Processing Epoch 00:   0%|          | 0/7077 [00:00<?, ?it/s]


ValueError: Sentence is too long

### Evaluating

In [None]:
test_model(config)

### [TEST] EN-KR

In [None]:
from torch.utils.data import Dataset, DataLoader, random_split

# Huggingface datasets and tokenizers
from datasets import load_dataset
from pathlib import Path
from tokenizers import Tokenizer
from tokenizers.models import WordLevel
from tokenizers.trainers import WordLevelTrainer
from tokenizers.pre_tokenizers import Whitespace

def get_config():
    return {
        "batch_size": 64,   # For A6000(48G)
        "num_epochs": 21,
        "lr": 10**-4,
        "seq": 350,
        "d_model": 512,
        "datasource": 'lemon-mint/korean_english_parallel_wiki_augmented_v1',
        "lang_src": "en",
        "lang_src_fieldname": "english",
        "lang_tgt": "kr",
        "lang_tgt_fieldname": "korean",
        "model_folder": "weights",
        "model_basename": "tmodel_",
        "preload": "latest",
        "tokenizer_file": "tokenizer_{0}.json",
        "experiment_name": "runs/tmodel"
    }

config = get_config()

def get_all_sentences_lemonmint(ds, lang):
    for item in ds:
        yield item[lang]

def get_all_sentences_for_opusbooks(ds, lang):
    for item in ds:
        yield item['translation'][lang]

def get_or_build_tokenizer(config, ds, lang, get_all_sentences):
    tokenizer_path = Path(config['tokenizer_file'].format(lang))
    if not Path.exists(tokenizer_path):
        # Most code taken from: https://huggingface.co/docs/tokenizers/quicktour
        tokenizer = Tokenizer(WordLevel(unk_token="[UNK]"))
        tokenizer.pre_tokenizer = Whitespace()
        trainer = WordLevelTrainer(special_tokens=["[UNK]", "[PAD]", "[SOS]", "[EOS]"], min_frequency=2)
        tokenizer.train_from_iterator(get_all_sentences(ds, lang), trainer=trainer)
        tokenizer.save(str(tokenizer_path))
    else:
        tokenizer = Tokenizer.from_file(str(tokenizer_path))
    return tokenizer

# It only has the train split, so we divide it overselves
if config['datasource'] == 'lemon-mint/korean_english_parallel_wiki_augmented_v1':
    ds_raw = load_dataset(f"{config['datasource']}", split='train')
    # Build tokenizers
    lang_src = config['lang_src_fieldname']
    lang_tgt = config['lang_tgt_fieldname']
    func_get_all_sentences = get_all_sentences_lemonmint
else:
    ds_raw = load_dataset(f"{config['datasource']}", f"{config['lang_src']}-{config['lang_tgt']}", split='train')
    lang_src = config['lang_src']
    lang_tgt = config['lang_tgt']
    func_get_all_sentences = get_all_sentences_for_opusbooks

# Build tokenizers
tokenizer_src = get_or_build_tokenizer(config, ds_raw, lang_src, func_get_all_sentences)
tokenizer_tgt = get_or_build_tokenizer(config, ds_raw, lang_tgt, func_get_all_sentences)
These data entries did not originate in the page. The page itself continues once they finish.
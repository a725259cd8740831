//! Due-date buckets and relative time.
//!
//! All times are local wall-clock `NaiveDateTime`s truncated to seconds,
//! matching what the database stores.

use std::fmt;
use std::str::FromStr;

use chrono::{Datelike, Duration, Local, NaiveDate, NaiveDateTime, NaiveTime, SubsecRound};
use serde::{Deserialize, Serialize};

pub fn now() -> NaiveDateTime {
    Local::now().naive_local().trunc_subsecs(0)
}

/// Dashboard calendar bucket, also usable as a list filter.
#[derive(Debug, Clone, Copy, PartialEq, Eq, Hash, Serialize, Deserialize)]
#[serde(rename_all = "snake_case")]
pub enum CalendarFilter {
    Expired,
    Today,
    Tomorrow,
    Week,
    Month,
}

impl CalendarFilter {
    pub const ALL: [CalendarFilter; 5] = [
        Self::Expired,
        Self::Today,
        Self::Tomorrow,
        Self::Week,
        Self::Month,
    ];

    pub fn as_str(&self) -> &'static str {
        match self {
            Self::Expired => "expired",
            Self::Today => "today",
            Self::Tomorrow => "tomorrow",
            Self::Week => "week",
            Self::Month => "month",
        }
    }

    /// `[lower, upper)` range of `limit_date` values in this bucket.
    /// Expired has no lower bound.
    pub fn range(&self, b: &CalendarBounds) -> (Option<NaiveDateTime>, NaiveDateTime) {
        match self {
            Self::Expired => (None, b.now),
            Self::Today => (Some(b.today_start), b.tomorrow),
            Self::Tomorrow => (Some(b.tomorrow), b.day_after),
            Self::Week => (Some(b.today_start), b.next_week),
            Self::Month => (Some(b.today_start), b.next_month),
        }
    }

    pub fn contains(&self, b: &CalendarBounds, limit: NaiveDateTime) -> bool {
        let (lower, upper) = self.range(b);
        lower.is_none_or(|l| limit >= l) && limit < upper
    }
}

impl FromStr for CalendarFilter {
    type Err = String;

    fn from_str(s: &str) -> Result<Self, Self::Err> {
        match s {
            "expired" => Ok(Self::Expired),
            "today" => Ok(Self::Today),
            "tomorrow" => Ok(Self::Tomorrow),
            "week" => Ok(Self::Week),
            "month" => Ok(Self::Month),
            _ => Err(format!("Invalid calendar filter: {}", s)),
        }
    }
}

impl fmt::Display for CalendarFilter {
    fn fmt(&self, f: &mut fmt::Formatter<'_>) -> fmt::Result {
        f.write_str(self.as_str())
    }
}

/// Reference instants for bucketing, computed once per request.
#[derive(Debug, Clone, Copy, PartialEq, Eq)]
pub struct CalendarBounds {
    pub now: NaiveDateTime,
    pub today_start: NaiveDateTime,
    pub tomorrow: NaiveDateTime,
    pub day_after: NaiveDateTime,
    /// Monday 00:00 after the current Monday-based week.
    pub next_week: NaiveDateTime,
    /// First day of next month, 00:00.
    pub next_month: NaiveDateTime,
}

impl CalendarBounds {
    pub fn at(now: NaiveDateTime) -> Self {
        let today = now.date();
        let days_to_monday = 7 - i64::from(today.weekday().num_days_from_monday());
        let monday = today + Duration::days(days_to_monday);
        Self {
            now,
            today_start: today.and_time(NaiveTime::MIN),
            tomorrow: (today + Duration::days(1)).and_time(NaiveTime::MIN),
            day_after: (today + Duration::days(2)).and_time(NaiveTime::MIN),
            next_week: monday.and_time(NaiveTime::MIN),
            next_month: first_of_next_month(today).and_time(NaiveTime::MIN),
        }
    }

    /// Exclusive upper bound of the pre-fetched upcoming set: whichever of
    /// next week and next month comes later.
    pub fn upcoming_end(&self) -> NaiveDateTime {
        self.next_week.max(self.next_month)
    }
}

fn first_of_next_month(d: NaiveDate) -> NaiveDate {
    let (y, m) = if d.month() == 12 {
        (d.year() + 1, 1)
    } else {
        (d.year(), d.month() + 1)
    };
    NaiveDate::from_ymd_opt(y, m, 1).unwrap_or(d)
}

/// Where a ticket's due date falls relative to now, for the calendar column.
#[derive(Debug, Clone, PartialEq, Eq)]
pub enum DueState {
    NoLimit { start: NaiveDateTime, started: bool },
    Expired { limit: NaiveDateTime },
    Today { limit: NaiveDateTime },
    Tomorrow { limit: NaiveDateTime },
    ThisWeek { limit: NaiveDateTime },
    Later { limit: NaiveDateTime },
}

impl DueState {
    pub fn of(start: NaiveDateTime, limit: Option<NaiveDateTime>, b: &CalendarBounds) -> Self {
        match limit {
            None => Self::NoLimit {
                start,
                started: start <= b.now,
            },
            Some(limit) if limit < b.now => Self::Expired { limit },
            Some(limit) if limit < b.tomorrow => Self::Today { limit },
            Some(limit) if limit < b.day_after => Self::Tomorrow { limit },
            Some(limit) if limit < b.next_week => Self::ThisWeek { limit },
            Some(limit) => Self::Later { limit },
        }
    }
}

#[derive(Debug, Clone, Copy, PartialEq, Eq)]
pub enum TimeUnit {
    Second,
    Minute,
    Hour,
    Day,
    Week,
    Month,
    Year,
}

impl TimeUnit {
    pub fn key(&self) -> &'static str {
        match self {
            Self::Second => "second",
            Self::Minute => "minute",
            Self::Hour => "hour",
            Self::Day => "day",
            Self::Week => "week",
            Self::Month => "month",
            Self::Year => "year",
        }
    }

    pub fn abbr(&self) -> &'static str {
        match self {
            Self::Second => "s",
            Self::Minute => "m",
            Self::Hour => "h",
            Self::Day => "d",
            Self::Week => "w",
            Self::Month => "mo",
            Self::Year => "y",
        }
    }
}

/// Coarse distance between two instants ("3 hours").
#[derive(Debug, Clone, Copy, PartialEq, Eq)]
pub struct Relative {
    pub amount: i64,
    pub unit: TimeUnit,
    pub future: bool,
}

impl Relative {
    pub fn between(then: NaiveDateTime, now: NaiveDateTime) -> Self {
        let secs = (now - then).num_seconds();
        let future = secs < 0;
        let secs = secs.abs();
        let (amount, unit) = match secs {
            s if s < 60 => (s, TimeUnit::Second),
            s if s < 3_600 => (s / 60, TimeUnit::Minute),
            s if s < 86_400 => (s / 3_600, TimeUnit::Hour),
            s if s < 7 * 86_400 => (s / 86_400, TimeUnit::Day),
            s if s < 30 * 86_400 => (s / (7 * 86_400), TimeUnit::Week),
            s if s < 365 * 86_400 => (s / (30 * 86_400), TimeUnit::Month),
            s => (s / (365 * 86_400), TimeUnit::Year),
        };
        Self {
            amount,
            unit,
            future,
        }
    }

    /// Compact form for narrow columns: "3h", "2d".
    pub fn abbr(&self) -> String {
        format!("{}{}", self.amount, self.unit.abbr())
    }
}

#[cfg(test)]
mod tests {
    use super::*;

    fn dt(s: &str) -> NaiveDateTime {
        NaiveDateTime::parse_from_str(s, "%Y-%m-%d %H:%M:%S").unwrap()
    }

    #[test]
    fn test_bounds_on_wednesday() {
        // 2024-05-15 is a Wednesday.
        let b = CalendarBounds::at(dt("2024-05-15 09:00:00"));
        assert_eq!(b.today_start, dt("2024-05-15 00:00:00"));
        assert_eq!(b.tomorrow, dt("2024-05-16 00:00:00"));
        assert_eq!(b.day_after, dt("2024-05-17 00:00:00"));
        assert_eq!(b.next_week, dt("2024-05-20 00:00:00"));
        assert_eq!(b.next_month, dt("2024-06-01 00:00:00"));
    }

    #[test]
    fn test_bounds_sunday_and_december() {
        let b = CalendarBounds::at(dt("2023-12-31 12:00:00"));
        assert_eq!(b.next_week, dt("2024-01-01 00:00:00"));
        assert_eq!(b.next_month, dt("2024-01-01 00:00:00"));
        let feb = CalendarBounds::at(dt("2024-02-10 12:00:00"));
        assert_eq!(feb.next_month, dt("2024-03-01 00:00:00"));
    }

    #[test]
    fn test_last_second_of_week_and_month_is_inside() {
        let b = CalendarBounds::at(dt("2024-05-15 09:00:00"));
        let sunday = dt("2024-05-19 23:59:59");
        assert!(CalendarFilter::Week.contains(&b, sunday));
        assert!(CalendarFilter::Month.contains(&b, sunday));
        assert!(matches!(DueState::of(b.now, Some(sunday), &b), DueState::ThisWeek { .. }));
        assert!(!CalendarFilter::Week.contains(&b, dt("2024-05-20 00:00:00")));

        let month_end = dt("2024-05-31 23:59:59");
        assert!(CalendarFilter::Month.contains(&b, month_end));
        assert!(!CalendarFilter::Month.contains(&b, dt("2024-06-01 00:00:00")));
    }

    #[test]
    fn test_thursday_limit_buckets() {
        let b = CalendarBounds::at(dt("2024-05-15 09:00:00"));
        let limit = dt("2024-05-16 10:00:00");
        assert!(!CalendarFilter::Today.contains(&b, limit));
        assert!(CalendarFilter::Tomorrow.contains(&b, limit));
        assert!(CalendarFilter::Week.contains(&b, limit));
        assert!(CalendarFilter::Month.contains(&b, limit));
        assert!(!CalendarFilter::Expired.contains(&b, limit));
    }

    #[test]
    fn test_expired_and_today_overlap_earlier_today() {
        let b = CalendarBounds::at(dt("2024-05-15 09:00:00"));
        let limit = dt("2024-05-15 08:00:00");
        assert!(CalendarFilter::Expired.contains(&b, limit));
        assert!(CalendarFilter::Today.contains(&b, limit));
    }

    #[test]
    fn test_due_state() {
        let b = CalendarBounds::at(dt("2024-05-15 09:00:00"));
        let start = dt("2024-05-01 08:00:00");
        assert!(matches!(DueState::of(start, None, &b), DueState::NoLimit { started: true, .. }));
        assert!(matches!(
            DueState::of(start, Some(dt("2024-05-14 10:00:00")), &b),
            DueState::Expired { .. }
        ));
        assert!(matches!(
            DueState::of(start, Some(dt("2024-05-18 10:00:00")), &b),
            DueState::ThisWeek { .. }
        ));
        assert!(matches!(
            DueState::of(start, Some(dt("2024-06-18 10:00:00")), &b),
            DueState::Later { .. }
        ));
    }

    #[test]
    fn test_relative_time() {
        let now = dt("2024-05-15 09:00:00");
        let r = Relative::between(dt("2024-05-15 06:00:00"), now);
        assert_eq!((r.amount, r.unit, r.future), (3, TimeUnit::Hour, false));
        assert_eq!(r.abbr(), "3h");
        let f = Relative::between(dt("2024-05-17 09:00:00"), now);
        assert_eq!((f.amount, f.unit, f.future), (2, TimeUnit::Day, true));
    }

    #[test]
    fn test_filter_parse() {
        assert_eq!("week".parse::<CalendarFilter>().unwrap(), CalendarFilter::Week);
        assert!("yesterday".parse::<CalendarFilter>().is_err());
    }
}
# Keep 90% for training, 10% for validation
train_ds_size = int(0.9 * len(ds_raw))
val_ds_size = len(ds_raw) - train_ds_size
train_ds_raw, val_ds_raw = random_split(ds_raw, [train_ds_size, val_ds_size])

from dataset import TranslationDatasetForOpusbooks, TranslationDatasetForLemonmint
train_ds = TranslationDatasetForLemonmint(train_ds_raw, tokenizer_src, tokenizer_tgt, lang_src, lang_tgt, config['seq'])
val_ds = TranslationDatasetForLemonmint(val_ds_raw, tokenizer_src, tokenizer_tgt, lang_src, lang_tgt, config['seq'])


# Find the maximum length of each sentence in the source and target sentence
max_len_src = 0
max_len_tgt = 0

for item in ds_raw:
    src_ids = tokenizer_src.encode(item[config['lang_src_fieldname']]).ids
    tgt_ids = tokenizer_tgt.encode(item[config['lang_tgt_fieldname']]).ids
    max_len_src = max(max_len_src, len(src_ids))
    max_len_tgt = max(max_len_tgt, len(tgt_ids))

print(f'Max length of source sentence: {max_len_src}')
print(f'Max length of target sentence: {max_len_tgt}')


train_dataloader = DataLoader(train_ds, batch_size=config['batch_size'], shuffle=True)
val_dataloader = DataLoader(val_ds, batch_size=1, shuffle=True)